Estamos vivendo tempos nunca vistos. Um tsunâmi na saúde e outro na economia, o que tem gerado muitas discussões e análises. Alguns chegam a tentar comparar o valor de uma vida ao preço de uma máquina. Como se isso fosse possível!
O fato é que, do ponto de vista econômico, a pandemia gerou um grande volume de análises e de previsões sobre o que nos espera quando sairmos da crise atual. Algumas dessas estimativas são óbvias porque o tempo perdido na economia não volta mais. Assim, a recessão, o desemprego, o aumento da fome são consequências já reais. Crises econômicas usualmente acontecem, como queda de elevador, mas subida de escada é bem difícil, com degraus altos e que exigirão muito esforço. Este comentário já tive a oportunidade de traçar em recente artigo no “Estadão”.

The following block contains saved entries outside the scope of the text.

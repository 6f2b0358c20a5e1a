//! Encoded polyline decoding.
//!
//! Directions providers compress route geometry as signed coordinate deltas,
//! zig-zag encoded and packed into 5-bit groups offset by 63, at a fixed
//! scale of 1e5.

use crate::models::Point;
use thiserror::Error;

const SCALE: f64 = 1e5;

#[derive(Debug, Error, PartialEq, Eq)]
pub enum DecodeError {
    #[error("encoded polyline ended mid-chunk")]
    Truncated,
    #[error("invalid polyline byte {byte:#04x} at index {index}")]
    InvalidByte { byte: u8, index: usize },
    #[error("coordinate delta run too long at index {index}")]
    TooLong { index: usize },
}

/// Decode an encoded polyline string into (lat, lon) points.
///
/// Pure and idempotent; identical input always yields identical output.
pub fn decode_polyline(encoded: &str) -> Result<Vec<Point>, DecodeError> {
    let bytes = encoded.as_bytes();
    let mut points = Vec::new();
    let mut index = 0;
    let mut lat: i64 = 0;
    let mut lon: i64 = 0;

    while index < bytes.len() {
        let (delta_lat, next) = decode_component(bytes, index)?;
        let (delta_lon, next) = decode_component(bytes, next)?;
        lat += delta_lat;
        lon += delta_lon;
        points.push(Point {
            lat: lat as f64 / SCALE,
            lon: lon as f64 / SCALE,
        });
        index = next;
    }

    Ok(points)
}

/// Decode one coordinate delta starting at `index`, returning the delta and
/// the index of the first byte after it.
fn decode_component(bytes: &[u8], mut index: usize) -> Result<(i64, usize), DecodeError> {
    let mut accum: u64 = 0;
    let mut shift: u32 = 0;

    loop {
        let Some(&byte) = bytes.get(index) else {
            return Err(DecodeError::Truncated);
        };
        if !(63..=126).contains(&byte) {
            return Err(DecodeError::InvalidByte { byte, index });
        }
        // Real coordinate deltas fit in a handful of 5-bit chunks; a run
        // long enough to overrun the accumulator is malformed input.
        if shift >= u64::BITS {
            return Err(DecodeError::TooLong { index });
        }
        let chunk = u64::from(byte - 63);
        accum |= (chunk & 0x1f) << shift;
        shift += 5;
        index += 1;
        // Values >= 0x20 carry a continuation bit.
        if chunk < 0x20 {
            break;
        }
    }

    // Zig-zag: odd values are negated magnitudes.
    let magnitude = (accum >> 1) as i64;
    let delta = if accum & 1 != 0 {
        -(magnitude + 1)
    } else {
        magnitude
    };
    Ok((delta, index))
}
use rand::Rng;

use super::filter::{self, CleanOutcome};
use super::generate::generate;
use super::model::{Breakdown, Customer, DataStats};
use super::stats::{compute_breakdown, compute_stats};

/// Owns the generated baseline and the working collection shown to the user.
///
/// `clean` and `reset` are the only ways to change the working collection.
/// Statistics are recomputed from scratch whenever it is replaced, so they
/// always describe exactly the records in [`CustomerDataset::current`].
#[derive(Debug, Clone)]
pub struct CustomerDataset {
    original: Vec<Customer>,
    current: Vec<Customer>,
    stats: DataStats,
    breakdown: Breakdown,
    revision: u64,
}

impl CustomerDataset {
    /// Generate `count` customers and start with current == original.
    pub fn generate<R: Rng + ?Sized>(count: usize, rng: &mut R) -> Self {
        let customers = generate(count, rng);
        log::info!("Generated {} customers", customers.len());
        Self::from_customers(customers)
    }

    /// Wrap an existing collection as the baseline.
    pub fn from_customers(customers: Vec<Customer>) -> Self {
        let stats = compute_stats(&customers);
        let breakdown = compute_breakdown(&customers);
        Self {
            current: customers.clone(),
            original: customers,
            stats,
            breakdown,
            revision: 0,
        }
    }

    pub fn original(&self) -> &[Customer] {
        &self.original
    }

    pub fn current(&self) -> &[Customer] {
        &self.current
    }

    pub fn stats(&self) -> &DataStats {
        &self.stats
    }

    pub fn breakdown(&self) -> &Breakdown {
        &self.breakdown
    }

    /// Bumped on every change to the current collection.
    pub fn revision(&self) -> u64 {
        self.revision
    }

    /// Whether the working collection differs from the baseline.
    pub fn is_modified(&self) -> bool {
        self.current.len() != self.original.len()
    }

    /// Drop outlier/incomplete records from the current collection.
    /// Returns how many records were removed.
    pub fn clean(&mut self) -> usize {
        let CleanOutcome { retained, removed } = filter::clean(&self.current);
        log::info!(
            "Cleaning removed {removed} of {} records",
            self.current.len()
        );
        self.replace_current(retained);
        removed
    }

    /// Restore the current collection to the generated baseline.
    pub fn reset(&mut self) {
        log::info!("Resetting to {} original records", self.original.len());
        self.replace_current(self.original.clone());
    }

    fn replace_current(&mut self, customers: Vec<Customer>) {
        self.stats = compute_stats(&customers);
        self.breakdown = compute_breakdown(&customers);
        self.current = customers;
        self.revision += 1;
    }
}

#[cfg(test)]
mod tests {
    use super::*;
    use rand::rngs::StdRng;
    use rand::SeedableRng;

    fn dataset(count: usize) -> CustomerDataset {
        CustomerDataset::generate(count, &mut StdRng::seed_from_u64(42))
    }

    #[test]
    fn starts_with_current_equal_to_original() {
        let ds = dataset(200);
        assert_eq!(ds.current(), ds.original());
        assert_eq!(ds.stats().total_customers, 200);
        assert_eq!(ds.revision(), 0);
        assert!(!ds.is_modified());
    }

    #[test]
    fn clean_updates_stats_and_revision() {
        let ds_data = vec![
            Customer {
                id: 1,
                gender: crate::data::model::Gender::Male,
                age: 60,
                annual_income: 5,
                spending_score: 3,
                churn: true,
                segment: None,
            },
            Customer {
                id: 2,
                gender: crate::data::model::Gender::Female,
                age: 30,
                annual_income: 50,
                spending_score: 80,
                churn: false,
                segment: None,
            },
        ];
        let mut ds = CustomerDataset::from_customers(ds_data);
        assert_eq!(ds.stats().churn_rate, 0.5);

        let removed = ds.clean();
        assert_eq!(removed, 1);
        assert_eq!(ds.current().len(), 1);
        assert_eq!(ds.stats().total_customers, 1);
        assert_eq!(ds.stats().churn_rate, 0.0);
        assert_eq!(ds.stats().avg_age, 30.0);
        assert_eq!(ds.revision(), 1);
        assert!(ds.is_modified());
        assert_eq!(ds.original().len(), 2);
    }

    #[test]
    fn reset_restores_original_after_repeated_cleans() {
        let mut ds = dataset(200);
        let original = ds.original().to_vec();
        let original_stats = *ds.stats();

        ds.clean();
        let second = ds.clean();
        assert_eq!(second, 0);

        ds.reset();
        assert_eq!(ds.current(), original.as_slice());
        assert_eq!(*ds.stats(), original_stats);
        assert_eq!(ds.revision(), 3);
    }

    #[test]
    fn stats_always_match_current() {
        let mut ds = dataset(200);
        ds.clean();
        assert_eq!(*ds.stats(), compute_stats(ds.current()));
        assert_eq!(*ds.breakdown(), compute_breakdown(ds.current()));
        ds.reset();
        assert_eq!(*ds.stats(), compute_stats(ds.current()));
    }

    #[test]
    fn empty_dataset_operations_are_total() {
        let mut ds = dataset(0);
        assert_eq!(ds.clean(), 0);
        ds.reset();
        assert!(ds.current().is_empty());
        assert_eq!(*ds.stats(), DataStats::default());
    }
}
use eframe::egui::Color32;
use palette::{Hsl, IntoColor, Srgb};

use crate::data::insights::Severity;
use crate::data::model::Gender;

// ---------------------------------------------------------------------------
// Color palette generator
// ---------------------------------------------------------------------------

/// Generates `n` visually distinct colours using evenly spaced hues.
pub fn generate_palette(n: usize) -> Vec<Color32> {
    if n == 0 {
        return Vec::new();
    }
    (0..n)
        .map(|i| {
            let hue = (i as f32 / n as f32) * 360.0;
            hsl_color(hue, 0.75, 0.55)
        })
        .collect()
}

fn hsl_color(hue: f32, saturation: f32, lightness: f32) -> Color32 {
    let rgb: Srgb = Hsl::new(hue, saturation, lightness).into_color();
    Color32::from_rgb(
        (rgb.red * 255.0) as u8,
        (rgb.green * 255.0) as u8,
        (rgb.blue * 255.0) as u8,
    )
}

// ---------------------------------------------------------------------------
// Fixed category colours
// ---------------------------------------------------------------------------

pub fn churn_color(churn: bool) -> Color32 {
    if churn {
        hsl_color(0.0, 0.75, 0.55)
    } else {
        hsl_color(210.0, 0.75, 0.55)
    }
}

pub fn gender_color(gender: Gender) -> Color32 {
    let palette = generate_palette(Gender::ALL.len());
    palette[gender as usize]
}

pub fn severity_color(severity: Severity) -> Color32 {
    match severity {
        Severity::Info => hsl_color(210.0, 0.6, 0.45),
        Severity::Warning => hsl_color(30.0, 0.85, 0.5),
    }
}

/// Bar colour scaled from green (0% churn) to red (100% churn).
pub fn churn_rate_color(rate: f64) -> Color32 {
    let hue = 120.0 * (1.0 - rate.clamp(0.0, 1.0)) as f32;
    hsl_color(hue, 0.7, 0.5)
}

#[cfg(test)]
mod tests {
    use super::*;

    #[test]
    fn palette_has_requested_size() {
        assert!(generate_palette(0).is_empty());
        assert_eq!(generate_palette(5).len(), 5);
    }

    #[test]
    fn churn_colours_differ() {
        assert_ne!(churn_color(true), churn_color(false));
        assert_ne!(gender_color(Gender::Male), gender_color(Gender::Female));
    }

    #[test]
    fn churn_rate_colour_is_clamped() {
        assert_eq!(churn_rate_color(-1.0), churn_rate_color(0.0));
        assert_eq!(churn_rate_color(2.0), churn_rate_color(1.0));
    }
}
use eframe::egui::{self, RichText, ScrollArea, Ui};

use crate::color::{gender_color, severity_color};
use crate::data::model::Gender;
use crate::state::AppState;

// ---------------------------------------------------------------------------
// Insights view
// ---------------------------------------------------------------------------

pub fn insights_view(ui: &mut Ui, state: &AppState) {
    ScrollArea::vertical()
        .auto_shrink([false, false])
        .show(ui, |ui: &mut Ui| {
            for insight in &state.insights {
                egui::Frame::group(ui.style()).show(ui, |ui: &mut Ui| {
                    ui.set_min_width(ui.available_width());
                    ui.label(
                        RichText::new(&insight.title)
                            .strong()
                            .color(severity_color(insight.severity)),
                    );
                    ui.label(&insight.detail);
                });
                ui.add_space(6.0);
            }

            ui.separator();
            ui.strong("Gender breakdown");
            let breakdown = state.dataset.breakdown();
            egui::Grid::new("gender_breakdown")
                .num_columns(4)
                .striped(true)
                .show(ui, |ui: &mut Ui| {
                    ui.strong("Gender");
                    ui.strong("Customers");
                    ui.strong("Churn rate");
                    ui.strong("Avg score");
                    ui.end_row();

                    for gender in Gender::ALL {
                        let group = breakdown.gender(gender);
                        ui.label(RichText::new(gender.as_str()).color(gender_color(gender)));
                        ui.label(group.count.to_string());
                        ui.label(format!("{:.1}%", group.churn_rate * 100.0));
                        ui.label(format!("{:.1}", group.avg_spending_score));
                        ui.end_row();
                    }
                });
        });
}
use eframe::egui::{self, RichText, Ui};

use crate::state::AppState;
use crate::ui::plot;

// ---------------------------------------------------------------------------
// Dashboard view
// ---------------------------------------------------------------------------

pub fn dashboard(ui: &mut Ui, state: &AppState) {
    let stats = state.dataset.stats();

    let cards = [
        ("Total Customers", stats.total_customers.to_string()),
        ("Avg Age", format!("{:.1}", stats.avg_age)),
        ("Avg Income", format!("${:.1}k", stats.avg_income)),
        ("Avg Spending Score", format!("{:.1}", stats.avg_spending_score)),
        ("Churn Rate", format!("{:.1}%", stats.churn_rate * 100.0)),
    ];

    ui.columns(cards.len(), |cols| {
        for (col, (label, value)) in cols.iter_mut().zip(cards) {
            stat_card(col, label, &value);
        }
    });

    ui.add_space(12.0);

    ui.columns(2, |cols| {
        cols[0].strong("Income vs Spending Score");
        plot::income_score_scatter(&mut cols[0], state);

        cols[1].strong("Churn Rate by Age Group");
        plot::churn_by_age_chart(&mut cols[1], state);
    });
}

fn stat_card(ui: &mut Ui, label: &str, value: &str) {
    egui::Frame::group(ui.style()).show(ui, |ui: &mut Ui| {
        ui.set_min_width(ui.available_width());
        ui.small(label);
        ui.label(RichText::new(value).size(22.0).strong());
    });
}
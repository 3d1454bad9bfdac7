use eframe::egui::Ui;
use egui_plot::{Bar, BarChart, Legend, Plot, Points};

use crate::color::{churn_color, churn_rate_color};
use crate::data::model::AgeBand;
use crate::state::AppState;

// ---------------------------------------------------------------------------
// Income vs spending score scatter
// ---------------------------------------------------------------------------

/// Scatter of annual income against spending score, split by churn.
pub fn income_score_scatter(ui: &mut Ui, state: &AppState) {
    let customers = state.dataset.current();

    let series = |churn: bool| -> Vec<[f64; 2]> {
        customers
            .iter()
            .filter(|c| c.churn == churn)
            .map(|c| [f64::from(c.annual_income), f64::from(c.spending_score)])
            .collect()
    };

    Plot::new("income_score_plot")
        .height(280.0)
        .legend(Legend::default())
        .x_axis_label("Annual income (k)")
        .y_axis_label("Spending score")
        .allow_boxed_zoom(true)
        .allow_drag(true)
        .allow_scroll(true)
        .allow_zoom(true)
        .show(ui, |plot_ui| {
            for churn in [false, true] {
                let name = if churn { "Churned" } else { "Retained" };
                plot_ui.points(
                    Points::new(series(churn))
                        .name(name)
                        .color(churn_color(churn))
                        .radius(3.0),
                );
            }
        });
}

// ---------------------------------------------------------------------------
// Churn rate per age band
// ---------------------------------------------------------------------------

/// Bar chart of churn rate (%) per age band.
pub fn churn_by_age_chart(ui: &mut Ui, state: &AppState) {
    let breakdown = state.dataset.breakdown();

    let bars: Vec<Bar> = AgeBand::ALL
        .into_iter()
        .enumerate()
        .map(|(i, band)| {
            let group = breakdown.age_band(band);
            Bar::new(i as f64, group.churn_rate * 100.0)
                .name(format!("{} ({} customers)", band.label(), group.count))
                .fill(churn_rate_color(group.churn_rate))
                .width(0.6)
        })
        .collect();

    Plot::new("churn_by_age_plot")
        .height(280.0)
        .x_axis_label("Age band")
        .y_axis_label("Churn rate (%)")
        .x_axis_formatter(|mark, _range| {
            let idx = mark.value.round();
            if (mark.value - idx).abs() > f64::EPSILON || idx < 0.0 {
                return String::new();
            }
            AgeBand::ALL
                .get(idx as usize)
                .map(|band| band.label().to_string())
                .unwrap_or_default()
        })
        .include_y(0.0)
        .include_y(100.0)
        .allow_drag(false)
        .allow_scroll(false)
        .allow_zoom(false)
        .show(ui, |plot_ui| {
            plot_ui.bar_chart(BarChart::new(bars).name("Churn rate"));
        });
}
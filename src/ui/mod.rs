/// Rendering for the navigation panel and the three views.
pub mod dashboard;
pub mod data_view;
pub mod insights;
pub mod panels;
pub mod plot;
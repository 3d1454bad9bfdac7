use super::model::{AgeBand, Breakdown, Customer, DataStats, GroupStats};

/// Income (thousands) at or above which a customer counts as high value.
pub const HIGH_VALUE_MIN_INCOME: u32 = 70;
/// Spending score at or above which a customer counts as high value.
pub const HIGH_VALUE_MIN_SCORE: u32 = 60;

/// Aggregate statistics over `customers`. Total; every figure is 0 when empty.
pub fn compute_stats(customers: &[Customer]) -> DataStats {
    let total = customers.len();
    if total == 0 {
        return DataStats::default();
    }

    let (sum_age, sum_income, sum_score, churned) = customers.iter().fold(
        (0u64, 0u64, 0u64, 0usize),
        |(age, income, score, churned), c| {
            (
                age + u64::from(c.age),
                income + u64::from(c.annual_income),
                score + u64::from(c.spending_score),
                churned + usize::from(c.churn),
            )
        },
    );

    let n = total as f64;
    DataStats {
        total_customers: total,
        avg_age: sum_age as f64 / n,
        avg_income: sum_income as f64 / n,
        avg_spending_score: sum_score as f64 / n,
        churn_rate: churned as f64 / n,
    }
}

/// Per-gender and per-age-band figures plus the high-value count.
pub fn compute_breakdown(customers: &[Customer]) -> Breakdown {
    #[derive(Default, Clone, Copy)]
    struct Acc {
        count: usize,
        churned: usize,
        score: u64,
    }

    impl Acc {
        fn push(&mut self, c: &Customer) {
            self.count += 1;
            self.churned += usize::from(c.churn);
            self.score += u64::from(c.spending_score);
        }

        fn finish(self) -> GroupStats {
            if self.count == 0 {
                return GroupStats::default();
            }
            let n = self.count as f64;
            GroupStats {
                count: self.count,
                churn_rate: self.churned as f64 / n,
                avg_spending_score: self.score as f64 / n,
            }
        }
    }

    let mut genders = [Acc::default(); 2];
    let mut bands = [Acc::default(); 5];
    let mut high_value = 0;

    for c in customers {
        genders[c.gender as usize].push(c);
        bands[AgeBand::of(c.age) as usize].push(c);
        if c.annual_income >= HIGH_VALUE_MIN_INCOME && c.spending_score >= HIGH_VALUE_MIN_SCORE {
            high_value += 1;
        }
    }

    Breakdown {
        by_gender: genders.map(Acc::finish),
        by_age_band: bands.map(Acc::finish),
        high_value,
    }
}
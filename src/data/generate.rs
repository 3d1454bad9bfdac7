use rand::Rng;
use thiserror::Error;

use super::model::{Customer, Gender, DEFAULT_SEGMENT};

/// Dataset size requested by the dashboard at startup.
pub const DEFAULT_CUSTOMER_COUNT: usize = 200;

/// Probability that churn is forced on regardless of the heuristic.
pub const CHURN_NOISE_PROBABILITY: f64 = 0.2;

#[derive(Debug, Error, PartialEq, Eq)]
pub enum DatasetError {
    #[error("invalid argument: {0}")]
    InvalidArgument(String),
}

/// Parse a user supplied customer count. Negative or non-numeric input is rejected.
pub fn parse_count(raw: &str) -> Result<usize, DatasetError> {
    let value: i64 = raw
        .trim()
        .parse()
        .map_err(|_| DatasetError::InvalidArgument(format!("count '{raw}' is not an integer")))?;
    usize::try_from(value).map_err(|_| {
        DatasetError::InvalidArgument(format!("count must not be negative, got {value}"))
    })
}

/// Generate `count` synthetic customers with ids `1..=count`.
pub fn generate<R: Rng + ?Sized>(count: usize, rng: &mut R) -> Vec<Customer> {
    (0..count).map(|i| generate_one(i as u32 + 1, rng)).collect()
}

fn generate_one<R: Rng + ?Sized>(id: u32, rng: &mut R) -> Customer {
    let age = rng.gen_range(18..70);
    let annual_income = rng.gen_range(15..140);
    let spending_score = rng.gen_range(1..=100);
    let gender = if rng.gen_bool(0.5) {
        Gender::Female
    } else {
        Gender::Male
    };

    let churn = rng.gen_bool(CHURN_NOISE_PROBABILITY) || churn_heuristic(age, spending_score);

    Customer {
        id,
        gender,
        age,
        annual_income,
        spending_score,
        churn,
        segment: Some(DEFAULT_SEGMENT.to_string()),
    }
}

/// Older low spenders and young very-low spenders are treated as churned.
pub fn churn_heuristic(age: u32, spending_score: u32) -> bool {
    (age > 50 && spending_score < 40) || (age < 30 && spending_score < 20)
}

Muito fortes estão as discussões sobre se a situação representa o fim do neoliberalismo e se vamos nos voltar para um campo com forte presença do Estado. Temos, no entanto, um grau de incerteza nunca visto. Assim, admitir “certezas” é desconsiderar a realidade.
Nessas tentativas de prever o que nos espera e qual o modelo econômico que irá prevalecer, não estamos encontrando análises que considerem a visão social da Igreja Católica. No entanto, existe na Igreja uma tradição de emissão de cartas de cunho social, como podemos encontrar no Evangelho e nos textos de São João Crisóstomo. E, a partir de Leão XIII, em 1891, foi iniciada a produção de forma mais sistemática de cartas sociais. Dessa forma, a Igreja nos propõe um modelo que se preocupa com o desenvolvimento humano, sem deixar de considerar a economia e sua importância na vida das pessoas. Particularmente, a encíclica do Papa Emérito Bento XVI Caritas in veritate (CV) é toda dedicada a essa temática.
A carta de Bento XVI traz princípios de reflexão: os critérios de juízo da Doutrina Social da Igreja e uma visão mais geral da economia, de sua finalidade e da responsabilidade de seus atores. Não cabe aqui trazer uma discussão detalhada de toda a encíclica, mas vale ao menos a citação de um parágrafo: “A crise nos força a rever nosso caminho, a dar-nos novas regras e a encontrar formas novas de compromisso, a valorizar as experiências positivas e a rejeitar as negativas. A crise se torna ocasião de discernimento e de nova planificação. Nesta chave de leitura, confiante e não resignada, devem-se enfrentar as dificuldades do momento presente” (CV, 21).
Sobre o momento em que vivemos, encontramos mais paralelos em filmes de Hollywood, com ruas vazias, o medo geral, o pânico à porta. Por outro lado, muitos estão percebendo situações que não eram vistas anteriormente. Começamos a enxergar as pessoas em situação de rua, que antes não eram notadas. As pessoas não viam esses seres humanos, não notavam que eles sempre estiveram lá. Passamos a entender a importância de algumas profissões e dar valor para situações que não eram percebidas. Ficou escancarado que milhões de pessoas não têm segurança social alguma. Dependem do trabalho diário para poder comer.
Recorrendo novamente à Caritas in veritate, lá encontramos que a ciência econômica nos diz que “a situação estrutural de insegurança gera comportamentos antiprodutivos e de desperdício de recursos humanos.” E mais, “os custos humanos são sempre também custos econômicos, e as disfunções econômicas acarretam sempre também custos humanos” (CV, 32).
Tudo que estamos vivendo vai nos levar a repensar nosso modo de vida. Tudo será diferente. Vamos ter que ressignificar muitas coisas de nossa sociedade e nas nossas relações nesse “novo” normal. Portanto, ter “certezas” do que nos espera no futuro é leviano.